Novo algoritmo de IA melhora dispositivos de estimulação cerebral para tratar doenças




Cada interação com eletrodos resultou em centenas a milhares de pontos de tempo a serem estudados usando o novo algoritmo.


A nova tecnologia de IA permite que os pesquisadores entendam quais regiões cerebrais interagem diretamente entre si, o que ajuda a orientar a colocação de eletrodos para DBS para tratar doenças neurológicas.

Fonte: Clínica Mayo

Para milhões de pessoas com epilepsia e distúrbios de movimento, como a doença de Parkinson, a estimulação elétrica do cérebro já está ampliando as possibilidades de tratamento. No futuro, a estimulação elétrica pode ajudar pessoas com doenças psiquiátricas e lesões cerebrais diretas, como o AVC.


No entanto, estudar como as redes cerebrais interagem entre si é complicado. Redes cerebrais podem ser exploradas fornecendo pulsos breves de corrente elétrica em uma área do cérebro de um paciente enquanto medem as respostas de tensão em outras áreas. Em princípio, deve-se ser capaz de inferir a estrutura das redes cerebrais a partir desses dados. No entanto, com os dados do mundo real, o problema é difícil porque os sinais registrados são complexos, e uma quantidade limitada de medições pode ser feita.

Para tornar o problema gerenciável, os pesquisadores da Mayo Clinic desenvolveram um conjunto de paradigmas, ou pontos de vista, que simplificam comparações entre efeitos da estimulação elétrica no cérebro.

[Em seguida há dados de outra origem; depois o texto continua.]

//! Bidirectional cursors over effective timelines.
//!
//! A [`Cursor`] walks the *effective* timeline of a node: the ancestors'
//! segments up to each fork point, then the node's own segment, as one
//! strictly increasing sequence. Internally it keeps the chain of nodes
//! from the currently active ancestor down to the iterated node; only the
//! front of the chain is active, advancing across a fork point descends
//! the chain and retreating off a segment's first sample ascends it.
//!
//! The end cursor is normalized (chain reduced to the iterated node, no
//! position) so that the end of a node is unique, and ends of distinct
//! nodes are distinct.

use std::collections::VecDeque;
use std::fmt;
use std::rc::{Rc, Weak};

use crate::ramure_errors::RamureError;
use crate::timeline::Position;

use super::{upgrade, NodeRc, NodeWeak};

/// A bidirectional cursor over the effective timeline of one node.
///
/// Obtained from `begin`/`end`/`find`/`lower_bound` on a
/// [`Trajectory`](super::Trajectory) or [`Branch`](super::Branch), or from
/// [`Branch::fork`](super::Branch::fork). Appends anywhere in the tree
/// leave cursors valid; deleting the node a cursor walks (or the ancestor
/// segment it currently sits in) makes further use panic.
pub struct Cursor<T, P> {
    target: NodeWeak<T, P>,
    /// Chain of nodes from the active ancestor (front) down to `target`
    /// (back); consecutive entries are parent and child.
    ancestry: VecDeque<NodeWeak<T, P>>,
    /// Position in the front node's own timeline; `None` is the end.
    position: Option<Position>,
}

impl<T: Copy + Ord, P> Cursor<T, P> {
    /// Cursor on the first effective sample of `target`.
    pub(crate) fn begin_of(target: &NodeRc<T, P>) -> Self {
        let mut ancestry = VecDeque::new();
        let mut current = target.clone();
        loop {
            ancestry.push_front(Rc::downgrade(&current));
            let parent = current
                .borrow()
                .parent
                .as_ref()
                .map(|link| link.node.clone());
            match parent {
                Some(weak) => current = upgrade(&weak),
                None => break,
            }
        }
        // `current` is now the root; its segment opens the effective
        // timeline. An empty root means an empty effective timeline.
        let position = current.borrow().timeline.begin();
        match position {
            Some(position) => Cursor {
                target: Rc::downgrade(target),
                ancestry,
                position: Some(position),
            },
            None => Self::end_of(target),
        }
    }

    /// The normalized end cursor of `target`.
    pub(crate) fn end_of(target: &NodeRc<T, P>) -> Self {
        let mut ancestry = VecDeque::new();
        ancestry.push_back(Rc::downgrade(target));
        Cursor {
            target: Rc::downgrade(target),
            ancestry,
            position: None,
        }
    }

    /// Cursor of `target` sitting on its fork-point sample in `parent`.
    pub(crate) fn at_fork_point(
        parent: &NodeRc<T, P>,
        position: Position,
        target: &NodeRc<T, P>,
    ) -> Self {
        let mut ancestry = VecDeque::new();
        ancestry.push_back(Rc::downgrade(parent));
        ancestry.push_back(Rc::downgrade(target));
        Cursor {
            target: Rc::downgrade(target),
            ancestry,
            position: Some(position),
        }
    }

    /// The active node and position, or `None` for an end cursor.
    pub(crate) fn active_segment(&self) -> Option<(NodeRc<T, P>, Position)> {
        let position = self.position?;
        Some((self.active(), position))
    }

    fn active(&self) -> NodeRc<T, P> {
        upgrade(self.ancestry.front().unwrap_or(&self.target))
    }

    /// True on the end cursor.
    #[inline]
    pub fn is_end(&self) -> bool {
        self.position.is_none()
    }

    /// Time of the designated sample, or `None` on the end cursor.
    pub fn time(&self) -> Option<T> {
        let (active, position) = self.active_segment()?;
        let result = match active.borrow().timeline.time(position) {
            Some(time) => Some(time),
            None => panic!("the cursor position has been invalidated"),
        };
        result
    }

    /// Clone of the designated sample's value, or `None` on the end cursor.
    pub fn value(&self) -> Option<P>
    where
        P: Clone,
    {
        self.with_value(P::clone)
    }

    /// Apply `f` to the designated sample's value without cloning it.
    pub fn with_value<R>(&self, f: impl FnOnce(&P) -> R) -> Option<R> {
        let (active, position) = self.active_segment()?;
        let node = active.borrow();
        match node.timeline.value(position) {
            Some(value) => Some(f(value)),
            None => panic!("the cursor position has been invalidated"),
        }
    }

    /// Move to the next effective sample.
    ///
    /// Return
    /// ------
    /// * `Ok(())`, or [`RamureError::PastEnd`] on the end cursor.
    pub fn advance(&mut self) -> Result<(), RamureError> {
        let Some(position) = self.position else {
            return Err(RamureError::PastEnd);
        };
        if self.ancestry.len() > 1 {
            // The active segment is an ancestor's; it is cut (inclusive) at
            // the next chain node's fork position.
            let next = upgrade(&self.ancestry[1]);
            let cut = match next.borrow().parent.as_ref() {
                Some(link) => link.position,
                None => panic!("a chained ancestor lost its parent link"),
            };
            if position == cut {
                self.ancestry.pop_front();
                let front = self.active();
                let head = front.borrow().timeline.begin();
                match head {
                    Some(head) => self.position = Some(head),
                    None => {
                        // Only the iterated node itself may have an empty
                        // segment: any mid-chain node owns its successor's
                        // fork sample.
                        debug_assert_eq!(self.ancestry.len(), 1);
                        self.position = None;
                    }
                }
                return Ok(());
            }
        }
        let active = self.active();
        let next_position = active.borrow().timeline.next(position);
        match next_position {
            Some(next_position) => self.position = Some(next_position),
            None if self.ancestry.len() == 1 => self.position = None,
            None => panic!("the cursor position has been invalidated"),
        }
        Ok(())
    }

    /// Move to the previous effective sample.
    ///
    /// Return
    /// ------
    /// * `Ok(())`, or [`RamureError::BeforeBegin`] on the first sample (or
    ///   on the end cursor of an empty root).
    pub fn retreat(&mut self) -> Result<(), RamureError> {
        match self.position {
            None => {
                let target = upgrade(&self.target);
                let last = target.borrow().timeline.last();
                match last {
                    Some(last) => {
                        self.position = Some(last);
                        Ok(())
                    }
                    // Empty own segment: the previous sample is the fork
                    // point in the parent.
                    None => self.ascend(),
                }
            }
            Some(position) => {
                let active = self.active();
                let (head, prev) = {
                    let node = active.borrow();
                    (node.timeline.begin(), node.timeline.prev(position))
                };
                if head == Some(position) {
                    self.ascend()
                } else {
                    match prev {
                        Some(prev) => {
                            self.position = Some(prev);
                            Ok(())
                        }
                        None => panic!("the cursor position has been invalidated"),
                    }
                }
            }
        }
    }

    fn ascend(&mut self) -> Result<(), RamureError> {
        let front = self.active();
        let link = {
            let node = front.borrow();
            match node.parent.as_ref() {
                Some(link) => Some((link.node.clone(), link.position)),
                None => None,
            }
        };
        match link {
            Some((parent, position)) => {
                self.ancestry.push_front(parent);
                self.position = Some(position);
                Ok(())
            }
            None => Err(RamureError::BeforeBegin),
        }
    }
}

impl<T, P> Clone for Cursor<T, P> {
    fn clone(&self) -> Self {
        Cursor {
            target: self.target.clone(),
            ancestry: self.ancestry.clone(),
            position: self.position,
        }
    }
}

impl<T, P> PartialEq for Cursor<T, P> {
    /// Same iterated node and same timeline position. The ends of distinct
    /// nodes are distinct.
    fn eq(&self, other: &Self) -> bool {
        if !Weak::ptr_eq(&self.target, &other.target) {
            return false;
        }
        match (self.position, other.position) {
            (None, None) => true,
            (Some(left), Some(right)) => {
                left == right
                    && match (self.ancestry.front(), other.ancestry.front()) {
                        (Some(a), Some(b)) => Weak::ptr_eq(a, b),
                        _ => false,
                    }
            }
            _ => false,
        }
    }
}

impl<T, P> Eq for Cursor<T, P> {}

impl<T, P> fmt::Debug for Cursor<T, P> {
    fn fmt(&self, f: &mut fmt::Formatter<'_>) -> fmt::Result {
        f.debug_struct("Cursor")
            .field("target", &self.target.as_ptr())
            .field("depth", &self.ancestry.len())
            .field("position", &self.position)
            .finish()
    }
}

/// Forward iterator over an effective timeline, yielding `(time, value)`
/// pairs.
pub struct Samples<T, P> {
    cursor: Cursor<T, P>,
}

impl<T: Copy + Ord, P> Samples<T, P> {
    pub(crate) fn new(cursor: Cursor<T, P>) -> Self {
        Samples { cursor }
    }
}

impl<T: Copy + Ord, P: Clone> Iterator for Samples<T, P> {
    type Item = (T, P);

    fn next(&mut self) -> Option<(T, P)> {
        let time = self.cursor.time()?;
        let value = self.cursor.value()?;
        let _ = self.cursor.advance();
        Some((time, value))
    }
}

Como uma técnica matemática para caracterizar como os conjuntos de insumos convergem em regiões cerebrais humanas não existia na literatura científica, a equipe de Mayo colaborou com um especialista internacional em algoritmos de inteligência artificial (IA) para desenvolver um novo tipo de algoritmo chamado "identificação da curva do perfil de base".

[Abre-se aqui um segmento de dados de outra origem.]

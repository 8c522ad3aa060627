pub mod constants;
pub mod quantities;
pub mod ramure_errors;
pub mod timeline;
pub mod trajectories;

pub use quantities::{Dimensions, Quantity};
pub use ramure_errors::RamureError;
pub use timeline::{Position, Timeline};
pub use trajectories::{Branch, Cursor, Samples, Trajectory};

/// Branching trajectory over the [`hifitime`] time axis, the instantiation
/// the integrator and the eclipse search work with.
pub type EpochTrajectory<P> = Trajectory<hifitime::Epoch, P>;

Em um estudo publicado no PLOS Computational Biology, um paciente com um tumor cerebral foi submetido à colocação de uma matriz eletrocorgráfica eletrocorgráfica para localizar convulsões e mapear a função cerebral antes que um tumor fosse removido. Cada interação com eletrodos resultou em centenas a milhares de pontos de tempo a serem estudados usando o novo algoritmo.

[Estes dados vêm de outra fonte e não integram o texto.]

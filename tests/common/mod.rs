#![allow(dead_code)]

use hifitime::{Duration, Epoch};

use ramure::trajectories::Branch;

/// Reference epoch of the test trajectories.
pub fn t0() -> Epoch {
    Epoch::from_mjd_utc(59215.0)
}

/// `t0` shifted by `offset` seconds.
pub fn sec(offset: f64) -> Epoch {
    t0() + Duration::from_seconds(offset)
}

/// Every effective sample time of `branch`, in iteration order.
pub fn times<T: Copy + Ord, P: Clone>(branch: &Branch<T, P>) -> Vec<T> {
    branch.iter().map(|(time, _)| time).collect()
}

/// Effective sample times of `branch` from `time` (inclusive) onwards.
pub fn after<T: Copy + Ord, P>(branch: &Branch<T, P>, time: T) -> Vec<T> {
    let mut cursor = branch.find(time);
    let mut out = Vec::new();
    while let Some(sample_time) = cursor.time() {
        out.push(sample_time);
        if cursor.advance().is_err() {
            break;
        }
    }
    out
}

/// Time of the last effective sample of `branch`.
pub fn last_time<T: Copy + Ord, P>(branch: &Branch<T, P>) -> T {
    let mut cursor = branch.end();
    cursor.retreat().expect("the trajectory has no samples");
    cursor.time().expect("a non-end cursor designates a sample")
}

"Nossas descobertas mostram que esse novo tipo de algoritmo pode nos ajudar a entender quais regiões cerebrais interagem diretamente entre si, o que, por sua vez, pode ajudar a orientar a colocação de eletrodos para estimular dispositivos para tratar doenças cerebrais em rede", diz Kai Miller, Médico, Ph.D., neurocirurgião da Mayo Clinic e primeiro autor do estudo.

"À medida que novas tecnologias emergem, esse tipo de algoritmo pode nos ajudar a tratar melhor pacientes com epilepsia, distúrbios de movimento como doença de Parkinson e doenças psiquiátricas como transtorno obsessivo compulsivo e depressão."

"Os dados neurológicos até o momento são talvez os dados mais desafiadores e emocionantes para modelar para pesquisadores de IA", diz Klaus-Robert Mueller, Ph.D., coautor do estudo e membro da Equipe do Cérebro de Pesquisa do Google. Mueller é codiretor do Instituto berlinense para as Fundações de Aprendizagem e Dados e diretor do Grupo de Machine Learning – ambos da Universidade Técnica de Berlim.

No estudo, os autores fornecem um pacote de código para download para que outros possam explorar a técnica. "Compartilhar o código desenvolvido é uma parte central de nossos esforços para ajudar a reprodutibilidade da pesquisa", diz Dora Hermes, Ph.D., engenheira biomédica da Mayo Clinic e autora sênior.